סמינר לפיזיקה של מערכות ביולוגיות וחומרים רכים: Nanoscale platforms for engineering of immunotherapeutic lymphocytes

Abstract:

Lymphocyte responses are regulated not only by biochemical signals but also by physical cues such as the spatial arrangement of signaling molecules, and the mechanics and topography of their environment. However, in-vivo, these cues are intertwined, making their individual roles difficult to distinguish. Ex vivo stimulation platforms overcome this by mimicking specific cues in a controlled manner. Recent nanotechnological advances now allow molecular-scale structuring of such cues, offering new opportunities to precisely regulate lymphocyte activation for immunotherapy.

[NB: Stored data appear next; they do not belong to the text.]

//! # Schema Migrations
//!
//! The SQL under `migrations/sqlite/` is compiled into the binary and applied
//! by `sqlx::migrate!` on open. `_sqlx_migrations` records what already ran,
//! so reopening an existing file only applies the new scripts.
//!
//! `001_initial_schema.sql` creates every table and seeds the referral
//! reward package. Schema changes go into a new numbered file; applied
//! scripts are checksummed and must stay untouched.

use sqlx::SqlitePool;
use tracing::info;

use crate::error::DbResult;

static MIGRATOR: sqlx::migrate::Migrator = sqlx::migrate!("../../migrations/sqlite");

pub async fn run_migrations(pool: &SqlitePool) -> DbResult<()> {
    MIGRATOR.run(pool).await?;
    info!(scripts = MIGRATOR.migrations.len(), "Schema up to date");
    Ok(())
}

/// `(embedded, applied)` script counts.
pub async fn migration_status(pool: &SqlitePool) -> DbResult<(usize, usize)> {
    let total = MIGRATOR.migrations.len();

    let applied: i64 = sqlx::query_scalar("SELECT COUNT(*) FROM _sqlx_migrations")
        .fetch_one(pool)
        .await?;

    Ok((total, applied as usize))
}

In the first part of my talk, I’ll present platforms for studying physical cues in lymphocyte signaling. We first examined ligand arrangement in NK cells using platforms that controlled how segregation between activating and inhibitory ligands shapes signaling and cytotoxicity1. Varying segregation from 0–40 nm revealed inhibition dependence on spacing, supported by physical modeling. Follow-up work engineered platforms to control nanoscale clustering of activating and costimulatory ligands in T cells, showing clustering is crucial for activation at low ligand densities2,3. We also investigated elasticity and topography in T and NK cells using tunable vertical nanowires functionalized with antigens4, which provided mechanical and nano-topographical cues that enhanced immune  responses5–7.

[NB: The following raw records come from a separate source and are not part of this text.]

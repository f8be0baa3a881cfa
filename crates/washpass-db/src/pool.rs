//! # SQLite Pool
//!
//! Opens the WashPass database and hands out repositories.
//!
//! ## Connection Setup
//! ```text
//! ┌─────────────────────────────────────────────────────────────────────────┐
//! │  file database                      :memory: (tests)                    │
//! │  ─────────────                      ────────────────                    │
//! │  journal_mode = WAL                 journal_mode = MEMORY               │
//! │  synchronous  = NORMAL              exactly one connection, never       │
//! │  foreign_keys = ON                  recycled (the data lives in it)     │
//! │  busy_timeout = DbConfig            foreign_keys = ON                   │
//! │        │                                   │                            │
//! │        └───────────────┬───────────────────┘                            │
//! │                        ▼                                                │
//! │              embedded migrations                                        │
//! │                        ▼                                                │
//! │   Database { pool }  ──► entitlements() payments() accounts() ...       │
//! └─────────────────────────────────────────────────────────────────────────┘
//! ```
//!
//! ## Transactions
//! SQLite allows one writer at a time. A deferred transaction that reads
//! first and writes later can fail with `SQLITE_BUSY` instead of waiting,
//! so every transaction in this workspace begins with its guarding
//! conditional UPDATE. That statement takes the write lock (or waits for it)
//! before anything is read.
//!
//! Code holding a transaction must only use the `*_in(&mut conn)` repository
//! methods. The in-memory pool has a single connection, so asking the pool
//! for a second one while a transaction is open would wait forever.

use sqlx::sqlite::{
    SqliteConnectOptions, SqliteJournalMode, SqlitePoolOptions, SqliteSynchronous,
};
use sqlx::{Sqlite, SqlitePool, Transaction};
use std::path::PathBuf;
use std::str::FromStr;
use std::time::Duration;
use tracing::{debug, info};

use crate::error::{DbError, DbResult};
use crate::migrations;
use crate::repository::account::AccountRepository;
use crate::repository::catalog::CatalogRepository;
use crate::repository::entitlement::EntitlementRepository;
use crate::repository::notification::NotificationRepository;
use crate::repository::payment::PaymentRepository;
use crate::repository::referral::ReferralRepository;
use crate::repository::task::TaskRepository;
use crate::repository::wash::WashEventRepository;

const IN_MEMORY_PATH: &str = ":memory:";

// =============================================================================
// Configuration
// =============================================================================

/// Database configuration.
///
/// ## Example
/// ```rust,ignore
/// let config = DbConfig::new("/var/lib/washpass/washpass.db")
///     .max_connections(8)
///     .busy_timeout(Duration::from_secs(5));
/// ```
#[derive(Debug, Clone)]
pub struct DbConfig {
    /// Path to the SQLite database file, or `:memory:`.
    pub database_path: PathBuf,

    /// Pool size. Default 5; forced to 1 for `:memory:`.
    pub max_connections: u32,

    /// Connections opened eagerly. Default 1.
    pub min_connections: u32,

    /// How long a request waits for a free pooled connection.
    pub acquire_timeout: Duration,

    /// Idle file connections are closed after this long.
    pub idle_timeout: Duration,

    /// How long a writer waits for the lock before failing.
    /// Default: 5 seconds
    pub busy_timeout: Duration,

    /// Apply embedded migrations when opening. Default true.
    pub run_migrations: bool,
}

impl DbConfig {
    /// File-backed configuration with production defaults.
    pub fn new(path: impl Into<PathBuf>) -> Self {
        DbConfig {
            database_path: path.into(),
            max_connections: 5,
            min_connections: 1,
            acquire_timeout: Duration::from_secs(30),
            idle_timeout: Duration::from_secs(600),
            busy_timeout: Duration::from_secs(5),
            run_migrations: true,
        }
    }

    pub fn max_connections(mut self, max: u32) -> Self {
        self.max_connections = max;
        self
    }

    /// How long a writer waits for SQLite's write lock.
    pub fn busy_timeout(mut self, timeout: Duration) -> Self {
        self.busy_timeout = timeout;
        self
    }

    pub fn run_migrations(mut self, run: bool) -> Self {
        self.run_migrations = run;
        self
    }

    /// Private in-memory database for tests.
    ///
    /// The pool holds exactly one connection for its whole life; the
    /// database disappears with it.
    pub fn in_memory() -> Self {
        DbConfig {
            database_path: PathBuf::from(IN_MEMORY_PATH),
            max_connections: 1,
            min_connections: 1,
            acquire_timeout: Duration::from_secs(5),
            idle_timeout: Duration::from_secs(60),
            busy_timeout: Duration::from_secs(5),
            run_migrations: true,
        }
    }

    /// True for the `:memory:` configuration.
    pub fn is_in_memory(&self) -> bool {
        self.database_path.as_os_str() == IN_MEMORY_PATH
    }
}

// =============================================================================
// Database
// =============================================================================

/// Handle to the WashPass database.
///
/// Cheap to clone: every clone shares the same pool.
///
/// ## Usage
/// ```rust,ignore
/// let db = Database::new(DbConfig::new("./washpass.db")).await?;
///
/// let ent = db.entitlements().find_by_token(&token).await?;
///
/// let mut tx = db.begin().await?;
/// db.entitlements().consume_unit_in(&mut tx, &ent.id, now).await?;
/// tx.commit().await?;
/// ```
#[derive(Debug, Clone)]
pub struct Database {
    pool: SqlitePool,
}

impl Database {
    /// Opens (creating if missing) the database and migrates it.
    pub async fn new(config: DbConfig) -> DbResult<Self> {
        info!(
            path = %config.database_path.display(),
            "Opening WashPass database"
        );

        let in_memory = config.is_in_memory();

        let base_options = if in_memory {
            SqliteConnectOptions::from_str("sqlite::memory:")
                .map_err(|e| DbError::ConnectionFailed(e.to_string()))?
                .journal_mode(SqliteJournalMode::Memory)
        } else {
            SqliteConnectOptions::new()
                .filename(&config.database_path)
                .create_if_missing(true)
                .journal_mode(SqliteJournalMode::Wal)
                .synchronous(SqliteSynchronous::Normal)
        };

        let connect_options = base_options
            // cars → accounts, wash_events → entitlements, ...
            .foreign_keys(true)
            .busy_timeout(config.busy_timeout);

        debug!(in_memory, "Connection options configured");

        let mut pool_options = SqlitePoolOptions::new()
            .max_connections(config.max_connections)
            .min_connections(config.min_connections)
            .acquire_timeout(config.acquire_timeout);

        // Recycling the only in-memory connection would drop the database.
        pool_options = if in_memory {
            pool_options.idle_timeout(None).max_lifetime(None)
        } else {
            pool_options.idle_timeout(Some(config.idle_timeout))
        };

        let pool = pool_options
            .connect_with(connect_options)
            .await
            .map_err(|e| DbError::ConnectionFailed(e.to_string()))?;

        info!(max_connections = config.max_connections, "Database pool ready");

        let db = Database { pool };

        if config.run_migrations {
            db.run_migrations().await?;
        }

        Ok(db)
    }

    /// Applies pending embedded migrations. Safe to call repeatedly.
    pub async fn run_migrations(&self) -> DbResult<()> {
        migrations::run_migrations(&self.pool).await
    }

    pub fn pool(&self) -> &SqlitePool {
        &self.pool
    }

    /// Starts a transaction.
    ///
    /// The first statement executed on it should be a write; see the module
    /// docs.
    pub async fn begin(&self) -> DbResult<Transaction<'static, Sqlite>> {
        Ok(self.pool.begin().await?)
    }

    /// Returns the entitlement repository.
    pub fn entitlements(&self) -> EntitlementRepository {
        EntitlementRepository::new(self.pool.clone())
    }

    /// Returns the payment repository.
    pub fn payments(&self) -> PaymentRepository {
        PaymentRepository::new(self.pool.clone())
    }

    /// Returns the account repository.
    pub fn accounts(&self) -> AccountRepository {
        AccountRepository::new(self.pool.clone())
    }

    /// Returns the referral repository.
    pub fn referrals(&self) -> ReferralRepository {
        ReferralRepository::new(self.pool.clone())
    }

    /// Returns the wash event repository.
    pub fn washes(&self) -> WashEventRepository {
        WashEventRepository::new(self.pool.clone())
    }

    /// Returns the package/car catalog repository.
    pub fn catalog(&self) -> CatalogRepository {
        CatalogRepository::new(self.pool.clone())
    }

    /// Returns the notification log repository.
    pub fn notifications(&self) -> NotificationRepository {
        NotificationRepository::new(self.pool.clone())
    }

    /// Returns the scheduled task repository.
    pub fn tasks(&self) -> TaskRepository {
        TaskRepository::new(self.pool.clone())
    }

    /// Waits for checked-out connections and closes the pool.
    pub async fn close(&self) {
        info!("Closing WashPass database");
        self.pool.close().await;
    }

    /// True when a trivial query succeeds.
    pub async fn health_check(&self) -> bool {
        sqlx::query("SELECT 1").execute(&self.pool).await.is_ok()
    }
}

// =============================================================================
// Unit Tests
// =============================================================================

#[cfg(test)]
mod tests {
    use super::*;

    #[tokio::test]
    async fn test_in_memory_database() {
        let config = DbConfig::in_memory();
        assert!(config.is_in_memory());

        let db = Database::new(config).await.unwrap();
        assert!(db.health_check().await);

        // Reward package is seeded by the initial migration
        let reward = db
            .catalog()
            .find_package(washpass_core::REFERRAL_REWARD_PACKAGE_ID)
            .await
            .unwrap();
        assert!(reward.is_some());
    }

    #[tokio::test]
    async fn test_file_database() {
        let dir = tempfile::tempdir().unwrap();
        let path = dir.path().join("washpass.db");

        let db = Database::new(DbConfig::new(&path).max_connections(4))
            .await
            .unwrap();
        assert!(db.health_check().await);
        assert!(path.exists());
        db.close().await;
    }

    #[tokio::test]
    async fn test_config_builder() {
        let config = DbConfig::new("/tmp/washpass-test.db")
            .max_connections(10)
            .busy_timeout(Duration::from_secs(1))
            .run_migrations(false);

        assert_eq!(config.max_connections, 10);
        assert!(!config.run_migrations);
        assert_eq!(config.busy_timeout, Duration::from_secs(1));
        assert!(!config.is_in_memory());
    }
}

In the second part, I’ll discuss applying these insights to CAR T cell therapy. We developed a mechano-topographical platform with elastic 3D micro-/nano-pillar arrays functionalized with activating and costimulatory antibodies. Systematic assessment of pillar geometry and elasticity showed effects on T cell activation, exhaustion, proliferation, and CAR transduction. Discriminant analysis identified optimal conditions that promoted memory CAR T cell differentiation. Integrating these surfaces into production protocols yielded CAR T cells with superior anti-tumor efficacy, validated in multiple models. Transcriptomic analysis confirmed stronger memory T cell signatures, representing a significant step forward in CAR T immunotherapy8.

To realize several of the platforms described above, we developed an innovative lithographic process based on the dry self-assembly of nanospheres, achieving exceptional precision and high packing density9,10. Beyond enabling scalable fabrication of T cell–stimulating nanostructures, this versatile process has also been applied to create advanced nanostructures for optical and self-cleaning applications.